Members of New Immigrant Community Empowerment and the New York Immigration Coalition marching down Manhattan 768x506 1

Magazine, Making Money

Americans celebrated the usually joyful event of thanksgiving as a bittersweet holiday due to the surprisingly high prices of food, both at restaurants and grocery stores. Inflation has been making headlines for weeks, and the prices of everyday commodities are continuously skyrocketing. 

The reason behind this price hike that unexpectedly struck Americans needs careful consideration. Some blame Covid-19 for this inflation while others believe an imbalance in the current account with growing imports is driving the prices up. 

However, none of these factors have to do with this price hike. The major factor behind these increases is the increased cost of labor. The acute shortage of labor has a ripple effect on almost every sector.
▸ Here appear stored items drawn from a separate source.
/// Pipeline configuration.
///
/// Every constant the stages use lives here so two stages can run with
/// different study boxes. `Default` reproduces the Eastern Tropical Pacific
/// green turtle setup.

use std::path::{Path, PathBuf};

use serde::{Deserialize, Serialize};

use crate::error::{TrackError, TrackResult};
use crate::telemetry::{BoundingBox, QualityClass};

/// Eastern Tropical Pacific study area used by the land/area filter.
pub const STUDY_AREA: BoundingBox = BoundingBox::new(5.0, 15.0, -95.0, -75.0);
/// Box applied by the speed filter before checking velocities.
pub const COHERENCE_AREA: BoundingBox = BoundingBox::new(5.0, 15.0, -95.0, -75.0);
/// Narrower Panama Pacific box applied to simplified tracks.
pub const FOCUS_AREA: BoundingBox = BoundingBox::new(6.0, 12.0, -87.0, -76.0);

#[derive(Debug, Clone, Default, Serialize, Deserialize)]
pub struct PipelineConfig {
    /// Worker threads for per-track parallelism (defaults to the core count).
    #[serde(default)]
    pub threads: Option<usize>,
    #[serde(default)]
    pub quality: QualityConfig,
    #[serde(default)]
    pub spatial: SpatialConfig,
    #[serde(default)]
    pub temporal: TemporalConfig,
    #[serde(default)]
    pub coherence: CoherenceConfig,
    #[serde(default)]
    pub simplify: SimplifyConfig,
    #[serde(default)]
    pub area: AreaConfig,
    #[serde(default)]
    pub metrics: MetricsConfig,
}

#[derive(Debug, Clone, Serialize, Deserialize)]
pub struct QualityConfig {
    pub accepted: Vec<QualityClass>,
}

#[derive(Debug, Clone, Serialize, Deserialize)]
pub struct SpatialConfig {
    pub study_area: BoundingBox,
    /// Vertex CSV (`polygon_id,lon,lat`) of landmass polygons.
    #[serde(default)]
    pub land_polygons: Option<PathBuf>,
}

#[derive(Debug, Clone, Serialize, Deserialize)]
pub struct TemporalConfig {
    /// Width of the duplicate bucket; fixes inside the same bucket collapse.
    pub dedup_bucket_secs: i64,
    pub short_interval_secs: f64,
    pub gap_threshold_hours: f64,
}

#[derive(Debug, Clone, Serialize, Deserialize)]
pub struct CoherenceConfig {
    /// Green turtle ceiling including predator-escape bursts.
    pub max_speed_kmh: f64,
    pub coherence_area: BoundingBox,
}

#[derive(Debug, Clone, Serialize, Deserialize)]
pub struct SimplifyConfig {
    /// Comparable to the LC1 error radius.
    pub tolerance_m: f64,
    /// Degree length used to turn the metric tolerance into degrees (~8°N).
    pub meters_per_degree: f64,
}

#[derive(Debug, Clone, Serialize, Deserialize)]
pub struct AreaConfig {
    pub focus_area: BoundingBox,
}

#[derive(Debug, Clone, Serialize, Deserialize)]
pub struct MetricsConfig {
    /// Step speeds at or above this are left out of the speed summary.
    pub cruise_speed_kmh: f64,
}

impl Default for QualityConfig {
    fn default() -> Self {
        Self {
            accepted: vec![QualityClass::Lc3, QualityClass::Lc2, QualityClass::Lc1],
        }
    }
}

impl Default for SpatialConfig {
    fn default() -> Self {
        Self {
            study_area: STUDY_AREA,
            land_polygons: None,
        }
    }
}

impl Default for TemporalConfig {
    fn default() -> Self {
        Self {
            dedup_bucket_secs: 60,
            short_interval_secs: 30.0,
            gap_threshold_hours: 72.0,
        }
    }
}

impl Default for CoherenceConfig {
    fn default() -> Self {
        Self {
            max_speed_kmh: 30.0,
            coherence_area: COHERENCE_AREA,
        }
    }
}

impl Default for SimplifyConfig {
    fn default() -> Self {
        Self {
            tolerance_m: 500.0,
            meters_per_degree: 111_000.0,
        }
    }
}

impl Default for AreaConfig {
    fn default() -> Self {
        Self { focus_area: FOCUS_AREA }
    }
}

impl Default for MetricsConfig {
    fn default() -> Self {
        Self { cruise_speed_kmh: 10.0 }
    }
}

impl PipelineConfig {
    /// Returns the first invalid field found.
    pub fn validate(&self) -> TrackResult<()> {
        if self.quality.accepted.is_empty() {
            return Err(TrackError::Config("quality.accepted must list at least one class".into()));
        }
        for (name, area) in [
            ("spatial.study_area", &self.spatial.study_area),
            ("coherence.coherence_area", &self.coherence.coherence_area),
            ("area.focus_area", &self.area.focus_area),
        ] {
            if !area.is_valid() {
                return Err(TrackError::Config(format!("{} is not a valid box: {}", name, area)));
            }
        }
        if self.temporal.dedup_bucket_secs <= 0 {
            return Err(TrackError::Config(format!(
                "temporal.dedup_bucket_secs must be > 0, got {}",
                self.temporal.dedup_bucket_secs
            )));
        }
        if self.temporal.short_interval_secs < 0.0 || self.temporal.gap_threshold_hours <= 0.0 {
            return Err(TrackError::Config("temporal thresholds must be positive".into()));
        }
        if !(self.coherence.max_speed_kmh > 0.0) {
            return Err(TrackError::Config(format!(
                "coherence.max_speed_kmh must be > 0, got {}",
                self.coherence.max_speed_kmh
            )));
        }
        if self.simplify.tolerance_m < 0.0 || !(self.simplify.meters_per_degree > 0.0) {
            return Err(TrackError::Config(format!(
                "simplify tolerance {} m / {} m per degree out of range",
                self.simplify.tolerance_m, self.simplify.meters_per_degree
            )));
        }
        if !(self.metrics.cruise_speed_kmh > 0.0) {
            return Err(TrackError::Config("metrics.cruise_speed_kmh must be > 0".into()));
        }
        if self.threads == Some(0) {
            return Err(TrackError::Config("threads must be > 0".into()));
        }
        Ok(())
    }

    pub fn load(path: &Path) -> TrackResult<Self> {
        let content = std::fs::read_to_string(path)?;
        let config: Self = toml::from_str(&content).map_err(|e| TrackError::Config(e.to_string()))?;
        config.validate()?;
        Ok(config)
    }

    /// Falls back to defaults when no file is given.
    pub fn load_or_default(path: Option<&Path>) -> TrackResult<Self> {
        match path {
            Some(path) => Self::load(path),
            None => Ok(Self::default()),
        }
    }

    pub fn to_toml(&self) -> TrackResult<String> {
        toml::to_string_pretty(self).map_err(|e| TrackError::Config(e.to_string()))
    }

    pub fn worker_threads(&self) -> usize {
        self.threads.unwrap_or_else(num_cpus::get)
    }
}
Especially the food supply chain is hugely affected where companies are facing difficulties in finding and retaining staff. This labor shortage in the food supply chain is affecting every stage of food production, from farm to table. 
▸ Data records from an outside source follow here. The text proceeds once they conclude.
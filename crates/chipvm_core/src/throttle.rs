use std::thread;
use std::time::{Duration, Instant};

/// Paces a loop to a fixed number of iterations per second.
///
/// Each call sleeps until one period has passed since the previous call. A
/// caller that is already late is not made to catch up: the reference point
/// simply moves to now.
pub struct Throttle {
    period: Duration,
    last: Option<Instant>,
}

impl Throttle {
    pub fn new(frequency: u32) -> Self {
        Self {
            period: Duration::from_secs(1) / frequency.max(1),
            last: None,
        }
    }

    pub fn period(&self) -> Duration {
        self.period
    }

    pub fn throttle(&mut self) {
        let now = Instant::now();
        let Some(last) = self.last else {
            self.last = Some(now);
            return;
        };
        let deadline = last + self.period;
        if deadline > now {
            thread::sleep(deadline - now);
            self.last = Some(deadline);
        } else {
            self.last = Some(now);
        }
    }
}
But the question is how did labor shortages happen on such a large scale?  The food supply chain has been depending on foreign-born workers for years. The unfriendly immigration policies have forced millions of workers to flee back. A large number of workers were deported, while millions of aspiring foreign workers were barred from entering the U.S. According to the Bureau of Labor Statistics, three million fewer people in the US are working or looking for work than in February 2020. That’s how the labor shortage occurred and no one could be held responsible except former President Trump. 

The Census Bureau estimates that in 2016, some 1.07 million people immigrated to the U.S., but after coming into the office, only 480,000 people made it to the U.S. in 2020. Had Trump maintained the pre-2016 trajectory, we wouldn’t have been facing this price hike as 2.1 million more workers would have been there to fuel the supply chains. 
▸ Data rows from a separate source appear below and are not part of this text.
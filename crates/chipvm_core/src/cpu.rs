use rand::rngs::StdRng;
use rand::{Rng, SeedableRng};

use crate::config::TimerMode;
use crate::display::Display;
use crate::error::{Error, Result};
use crate::font;
use crate::memory::Memory;
use crate::operation::{Operation, OperationType};
use crate::registers::Registers;
use crate::{STACK_SIZE, START_ADDRESS};

pub struct Cpu {
    memory: Memory,
    /// V registers
    registers: Registers,
    /// program counter
    program_counter: u16,
    /// I register. Not masked to 12 bits; out of range values fail on access.
    index: u16,
    stack: [u16; STACK_SIZE],
    /// Number of live return addresses on `stack`.
    stack_pointer: usize,
    delay_timer: u8,
    sound_timer: u8,
    /// Hex value of the key currently held, if any.
    keycode: Option<u8>,
    timer_mode: TimerMode,
    rng: StdRng,
}

impl Default for Cpu {
    fn default() -> Self {
        Self::new(Memory::default(), Registers::default())
    }
}

impl Cpu {
    pub fn new(memory: Memory, registers: Registers) -> Self {
        Self {
            memory,
            registers,
            program_counter: START_ADDRESS,
            index: 0,
            stack: [0; STACK_SIZE],
            stack_pointer: 0,
            delay_timer: 0,
            sound_timer: 0,
            keycode: None,
            timer_mode: TimerMode::default(),
            rng: StdRng::from_entropy(),
        }
    }

    /// Makes RANDOM reproducible.
    pub fn with_seed(mut self, seed: u64) -> Self {
        self.rng = StdRng::seed_from_u64(seed);
        self
    }

    pub fn with_timer_mode(mut self, timer_mode: TimerMode) -> Self {
        self.timer_mode = timer_mode;
        self
    }

    /// Back to power-on state. Memory is wiped, fonts included.
    pub fn reset(&mut self) {
        self.memory.clear();
        self.registers = Registers::default();
        self.program_counter = START_ADDRESS;
        self.index = 0;
        self.stack = [0; STACK_SIZE];
        self.stack_pointer = 0;
        self.delay_timer = 0;
        self.sound_timer = 0;
        self.keycode = None;
    }

    pub fn memory(&self) -> &Memory {
        &self.memory
    }

    pub fn memory_mut(&mut self) -> &mut Memory {
        &mut self.memory
    }

    pub fn registers(&self) -> &Registers {
        &self.registers
    }

    pub fn registers_mut(&mut self) -> &mut Registers {
        &mut self.registers
    }

    pub fn program_counter(&self) -> u16 {
        self.program_counter
    }

    pub fn index(&self) -> u16 {
        self.index
    }

    pub fn set_index(&mut self, index: u16) {
        self.index = index;
    }

    pub fn stack_depth(&self) -> usize {
        self.stack_pointer
    }

    /// Saved return addresses, oldest first.
    pub fn stack(&self) -> &[u16] {
        &self.stack[..self.stack_pointer]
    }

    pub fn delay_timer(&self) -> u8 {
        self.delay_timer
    }

    pub fn sound_timer(&self) -> u8 {
        self.sound_timer
    }

    /// The buzzer would be on; there is no audio output.
    pub fn is_sound_active(&self) -> bool {
        self.sound_timer > 0
    }

    pub fn keycode(&self) -> Option<u8> {
        self.keycode
    }

    pub fn set_keycode(&mut self, keycode: Option<u8>) {
        self.keycode = keycode;
    }

    pub fn timer_mode(&self) -> TimerMode {
        self.timer_mode
    }

    /// Reads the big-endian opcode at the program counter and steps past it.
    pub fn fetch(&mut self) -> Result<u16> {
        let pc = self.program_counter as usize;
        let high = self.memory.read(pc)? as u16;
        let low = self.memory.read(pc + 1)? as u16;
        self.program_counter = self.program_counter.wrapping_add(2);
        Ok(high << 8 | low)
    }

    /// Fetch, decode and execute one instruction, then count the timers down
    /// when they are clocked per cycle.
    pub fn cycle<D: Display + ?Sized>(&mut self, display: &mut D) -> Result<OperationType> {
        let address = self.program_counter;
        let operation = Operation::decode(self.fetch()?);
        let kind = operation.kind()?;
        log::trace!("{address:#05X}: {operation} {kind:?}");

        self.execute(kind, operation, display)?;

        if self.timer_mode == TimerMode::PerCycle {
            self.tick_timers();
        }
        Ok(kind)
    }

    pub fn tick_timers(&mut self) {
        if self.delay_timer > 0 {
            self.delay_timer -= 1;
        }
        if self.sound_timer > 0 {
            self.sound_timer -= 1;
        }
    }

    fn execute<D: Display + ?Sized>(
        &mut self,
        kind: OperationType,
        op: Operation,
        display: &mut D,
    ) -> Result<()> {
        let x = op.x as usize;
        let y = op.y as usize;
        match kind {
            OperationType::ClearScreen => display.clear(),
            OperationType::Return => self.program_counter = self.pop()?,
            OperationType::Jump => self.program_counter = op.nnn,
            OperationType::Call => {
                self.push(self.program_counter)?;
                self.program_counter = op.nnn;
            }
            OperationType::SkipIfVxNnEq => {
                let vx = self.vx(x)?;
                self.skip_if(vx == op.nn);
            }
            OperationType::SkipIfVxNnNeq => {
                let vx = self.vx(x)?;
                self.skip_if(vx != op.nn);
            }
            OperationType::SkipIfVxVyEq => {
                let (vx, vy) = (self.vx(x)?, self.vx(y)?);
                self.skip_if(vx == vy);
            }
            OperationType::SetRegister => self.registers.set(x, op.nn)?,
            OperationType::Add => self.registers.add(x, op.nn)?,
            OperationType::SetVx => {
                let vy = self.vx(y)?;
                self.registers.set(x, vy)?;
            }
            OperationType::Or => {
                let (vx, vy) = (self.vx(x)?, self.vx(y)?);
                self.registers.set(x, vx | vy)?;
            }
            OperationType::And => {
                let (vx, vy) = (self.vx(x)?, self.vx(y)?);
                self.registers.set(x, vx & vy)?;
            }
            OperationType::Xor => {
                let (vx, vy) = (self.vx(x)?, self.vx(y)?);
                self.registers.set(x, vx ^ vy)?;
            }
            OperationType::AddVy => {
                let total = self.vx(x)? as u16 + self.vx(y)? as u16;
                self.registers.set(x, total as u8)?;
                self.registers.set_flag(total > 0xFF);
            }
            OperationType::SubVy => {
                let (vx, vy) = (self.vx(x)?, self.vx(y)?);
                self.registers.set_flag(vx > vy);
                self.registers.set(x, vx.wrapping_sub(vy))?;
            }
            OperationType::ShiftRight => {
                let (vx, vy) = (self.vx(x)?, self.vx(y)?);
                self.registers.set_flag(vx & 0x1 == 1);
                self.registers.set(x, vy >> 1)?;
            }
            OperationType::SubN => {
                let (vx, vy) = (self.vx(x)?, self.vx(y)?);
                self.registers.set_flag(vy > vx);
                self.registers.set(x, vy.wrapping_sub(vx))?;
            }
            OperationType::ShiftLeft => {
                let (vx, vy) = (self.vx(x)?, self.vx(y)?);
                self.registers.set_flag((vx >> 7) & 0x1 == 1);
                self.registers.set(x, vy << 1)?;
            }
            OperationType::SkipIfVxVyNeq => {
                let (vx, vy) = (self.vx(x)?, self.vx(y)?);
                self.skip_if(vx != vy);
            }
            OperationType::SetIndex => self.index = op.nnn,
            OperationType::JumpWithOffset => {
                let v0 = self.vx(0)?;
                self.program_counter = op.nnn + v0 as u16;
            }
            OperationType::Random => {
                let value = self.rng.gen::<u8>() & op.nn;
                self.registers.set(x, value)?;
            }
            OperationType::Display => {
                let (vx, vy) = (self.vx(x)?, self.vx(y)?);
                let sprite = self.memory.read_range(self.index as usize, op.n as usize)?;
                let collision = display.draw_sprite(sprite, vx, vy);
                self.registers.set_flag(collision);
            }
            OperationType::SkipIfKeyEq => {
                let vx = self.vx(x)?;
                self.skip_if(self.keycode == Some(vx));
            }
            OperationType::SkipIfKeyNeq => {
                let vx = self.vx(x)?;
                self.skip_if(self.keycode != Some(vx));
            }
            OperationType::WaitForKey => match self.keycode {
                Some(key) => self.registers.set(x, key)?,
                // run this instruction again next cycle
                None => self.program_counter = self.program_counter.wrapping_sub(2),
            },
            OperationType::SetDelayFromVx => self.delay_timer = self.vx(x)?,
            OperationType::SetSoundFromVx => self.sound_timer = self.vx(x)?,
            OperationType::SetVxFromDelay => self.registers.set(x, self.delay_timer)?,
            OperationType::AddVxToIndex => {
                let vx = self.vx(x)?;
                self.index = self.index.wrapping_add(vx as u16);
            }
            OperationType::Font => {
                let character = self.vx(x)?;
                self.index = font::glyph_address(character)
                    .ok_or(Error::InvalidFontCharacter { character })?;
            }
            OperationType::Bcd => {
                let vx = self.vx(x)?;
                let digits = [vx / 100, (vx / 10) % 10, vx % 10];
                self.memory.write_range(self.index as usize, &digits)?;
            }
            OperationType::StoreRegisters => {
                let values = &self.registers.as_slice()[..=x];
                self.memory.write_range(self.index as usize, values)?;
            }
            OperationType::LoadRegisters => {
                let values = self.memory.read_range(self.index as usize, x + 1)?;
                for (i, value) in values.iter().enumerate() {
                    self.registers.set(i, *value)?;
                }
            }
        }
        Ok(())
    }

    #[inline]
    fn vx(&self, index: usize) -> Result<u8> {
        self.registers.get(index)
    }

    #[inline]
    fn skip_if(&mut self, condition: bool) {
        if condition {
            self.program_counter = self.program_counter.wrapping_add(2);
        }
    }

    fn push(&mut self, address: u16) -> Result<()> {
        if self.stack_pointer >= STACK_SIZE {
            return Err(Error::StackOverflow {
                depth: self.stack_pointer,
            });
        }
        self.stack[self.stack_pointer] = address;
        self.stack_pointer += 1;
        Ok(())
    }

    fn pop(&mut self) -> Result<u16> {
        if self.stack_pointer == 0 {
            return Err(Error::StackUnderflow);
        }
        self.stack_pointer -= 1;
        Ok(self.stack[self.stack_pointer])
    }
}

#[cfg(test)]
mod tests;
Trump cut the immigration cap and almost every industry in general and construction, transportation, warehousing, hospitality, and personal-service industries, in particular, were subjected to the worst labor shortages.

However, Trump cannot solely be held responsible for all of the shortfall, the overall immigration policies of the U.S. which were not reformed for decades is the main reason. The U.S. needs about 10 million high-skilled and low-wage workers to fill out the vacant job positions nationwide, while only 8.4 million Americans are seeking work but not in low-wage industries. 

On the other hand, consumer spending has surged and businesses are facing difficulty in meeting demand due to the labor shortage. To cope, they are raising their prices but the supply chain issues are worsening with every passing day. 

The immediate solution to this problem is to bring in more foreign workers. That’s how we can fill out low-wage job openings that makeup between 30 to 60% of total job openings in the U.S. The arrival of foreign low-wage workers casts little to no negative impact on native-born workers’ wages or employment. Besides, several research surveys show that Americans don’t want to do these jobs. 

So, to address acute labor shortages in certain industries, and to help hard-hit areas of the country recover while staving off higher inflation, the U.S. has to welcome more low-wage foreign workers. Otherwise, prices of everyday commodities will continue rising and the life of a common American would get harder.